Dorbu v Lawyers and Conveyancers Disciplinary Tribunal HC Auckland Civ-2009-404-7381

Case

[2011] NZHC 909

16 August 2011

No judgment structure available for this case.

IN THE HIGH COURT OF NEW ZEALAND AUCKLAND REGISTRY

CIV-2009-404-7381

BETWEEN  JOHN EVANS DORBU Applicant

ANDTHE LAWYERS AND CONVEYANCERS DISCIPLINARY TRIBUNAL

First Respondent

ANDNEW ZEALAND LAW SOCIETY Second Respondent

Hearing:         (On the papers) Counsel:  Applicant in person

H Keyte QC and M A Treleaven for Respondents

Judgment:      16 August 2011

JUDGMENT OF BREWER J (Costs)

SOLICITORS Applicant in person

Crown Law (Wellington) for First Respondent

New Zealand Law Society (Auckland) for Second Respondent

COUNSEL Howard Keyte QC

DORBU V THE LAWYERS AND CONVEYANCERS DISCIPLINARY TRIBUNAL HC AK CIV-2009-404-

7381 16 August 2011

[1]      At the conclusion of my judgment in this matter delivered on 11 May 2011 I

directed:

[114]   Submissions as to costs, if any, are to be filed by 1 July 2011.

[2]      On 30 June 2011 the applicant, Mr Dorbu, filed a memorandum requesting an extension of two weeks to this deadline.  His reason was that he expected the first respondent to issue a decision within that period as to whether it would conduct a rehearing of charge 1.

[3]      On 18 July 2011 Mr Dorbu filed a further memorandum advising that the first respondent had decided to rehear charge 1.  He submitted (broadly) that the outcome might be relevant to the issue of costs.

[4]      Counsel for the second respondent filed a memorandum on 2 August 2011 in reply to Mr Dorbu’s second memorandum.  The second respondent submits that it is not necessary to make any costs orders in this case in all of the circumstances.

[5]      The award of costs is a matter of discretion.  In this case the applicant applied for judicial review in respect of findings of the first respondent that 11 of 12 charges brought against him were proved.   He was successful in relation to charge 1 and unsuccessful in relation to the other charges.   Mr Dorbu conducted his own case.

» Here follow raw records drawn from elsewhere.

use async_trait::async_trait;
use uuid::Uuid;

use crate::customer::domain::{Customer, CustomerRecord};
use crate::customer::repository::{customer_not_found, duplicate_id, taken, CustomerRepository};
use crate::errors::ServiceError;
use crate::storage::json_file_store::JsonFileStore;

/// File storage: persists customers as a JSON array, in insertion order.
pub struct JsonFileCustomerRepository {
    store: JsonFileStore<CustomerRecord>,
}

impl JsonFileCustomerRepository {
    /// Open the data file, creating it if it does not exist.
    pub async fn open<P: Into<std::path::PathBuf>>(path: P) -> Result<Self, ServiceError> {
        let store = JsonFileStore::open(path).await?;
        Ok(Self { store })
    }

    pub fn path(&self) -> &std::path::Path {
        self.store.path()
    }
}

#[async_trait]
impl CustomerRepository for JsonFileCustomerRepository {
    async fn list(&self) -> Result<Vec<Customer>, ServiceError> {
        Ok(self.store.read(|records| records.iter().map(CustomerRecord::customer).collect()).await)
    }

    async fn get(&self, id: Uuid) -> Result<Option<Customer>, ServiceError> {
        Ok(self
            .store
            .read(|records| records.iter().find(|r| r.id == id).map(CustomerRecord::customer))
            .await)
    }

    async fn email_taken(&self, email: &str, exclude: Option<Uuid>) -> Result<bool, ServiceError> {
        Ok(self.store.read(|records| taken(records, exclude, email, |r| r.email.as_str())).await)
    }

    async fn phone_taken(&self, phone: &str, exclude: Option<Uuid>) -> Result<bool, ServiceError> {
        Ok(self.store.read(|records| taken(records, exclude, phone, |r| r.phone.as_str())).await)
    }

    async fn insert(&self, record: CustomerRecord) -> Result<Customer, ServiceError> {
        self.store
            .update(|records| {
                if records.iter().any(|r| r.id == record.id) {
                    return Err(duplicate_id(record.id));
                }
                let customer = record.customer();
                records.push(record);
                Ok(customer)
            })
            .await
    }

    async fn update(&self, customer: Customer) -> Result<Customer, ServiceError> {
        self.store
            .update(|records| {
                let existing = records
                    .iter_mut()
                    .find(|r| r.id == customer.id)
                    .ok_or_else(|| customer_not_found(customer.id))?;
                existing.apply(customer);
                Ok(existing.customer())
            })
            .await
    }

    async fn delete(&self, id: Uuid) -> Result<Option<Customer>, ServiceError> {
        self.store
            .update(|records| {
                let Some(pos) = records.iter().position(|r| r.id == id) else {
                    return Ok(None);
                };
                Ok(Some(records.remove(pos).customer()))
            })
            .await
    }

    async fn set_picture(&self, id: Uuid, picture: Option<Vec<u8>>) -> Result<(), ServiceError> {
        self.store
            .update(|records| {
                let existing = records.iter_mut().find(|r| r.id == id).ok_or_else(|| customer_not_found(id))?;
                existing.picture = picture;
                Ok(())
            })
            .await
    }

    async fn get_picture(&self, id: Uuid) -> Result<Option<Vec<u8>>, ServiceError> {
        self.store
            .read(|records| {
                records
                    .iter()
                    .find(|r| r.id == id)
                    .map(|r| r.picture.clone())
                    .ok_or_else(|| customer_not_found(id))
            })
            .await
    }
}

Much of that case, in written and oral form, was muddled, irrelevant or plain wrong. By any professional standard he needlessly prolonged the hearing of the case and added to the work of the second respondent.

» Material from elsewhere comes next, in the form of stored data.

pub mod routes;
pub mod startup;
pub mod state;
pub mod errors;
pub mod extract;

pub use startup::run;
use async_trait::async_trait;
use uuid::Uuid;

use super::domain::{Customer, CustomerRecord};
use crate::errors::ServiceError;

/// Storage primitives for customers. No business rules: validation and
/// uniqueness policy live in [`CustomerService`](super::service::CustomerService).
///
/// Reads return owned snapshots. Operations addressing a single id report
/// [`ServiceError::NotFound`] when it does not exist.
#[async_trait]
pub trait CustomerRepository: Send + Sync {
    /// All customers in insertion order.
    async fn list(&self) -> Result<Vec<Customer>, ServiceError>;
    async fn get(&self, id: Uuid) -> Result<Option<Customer>, ServiceError>;

    /// Whether a customer other than `exclude` already uses this email.
    async fn email_taken(&self, email: &str, exclude: Option<Uuid>) -> Result<bool, ServiceError>;
    /// Whether a customer other than `exclude` already uses this phone.
    async fn phone_taken(&self, phone: &str, exclude: Option<Uuid>) -> Result<bool, ServiceError>;

    async fn insert(&self, record: CustomerRecord) -> Result<Customer, ServiceError>;
    /// Overwrite the contact fields of an existing customer; the picture stays.
    async fn update(&self, customer: Customer) -> Result<Customer, ServiceError>;
    /// Remove a customer with its picture, returning what was removed.
    async fn delete(&self, id: Uuid) -> Result<Option<Customer>, ServiceError>;

    async fn set_picture(&self, id: Uuid, picture: Option<Vec<u8>>) -> Result<(), ServiceError>;
    async fn get_picture(&self, id: Uuid) -> Result<Option<Vec<u8>>, ServiceError>;
}

pub(crate) fn customer_not_found(id: Uuid) -> ServiceError {
    ServiceError::NotFound(format!("no customer found for id {id}"))
}

pub(crate) fn duplicate_id(id: Uuid) -> ServiceError {
    ServiceError::Storage(format!("customer id {id} already exists"))
}

/// Shared scan used by the list-backed repositories.
pub(crate) fn taken<'a, I>(records: I, exclude: Option<Uuid>, value: &str, field: fn(&CustomerRecord) -> &str) -> bool
where
    I: IntoIterator<Item = &'a CustomerRecord>,
{
    records
        .into_iter()
        .any(|r| Some(r.id) != exclude && field(r) == value)
}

[6]      In my view I should draw a line under this case so far as costs are concerned. The rehearing of charge 1 will eventually raise costs as a separate issue there-under.

[7]      I take the memorandum of counsel for the second respondent as an invitation for me to  rule that each party will bear its own costs in this case.    In all the

circumstances I rule accordingly.  Costs will lie where they fall.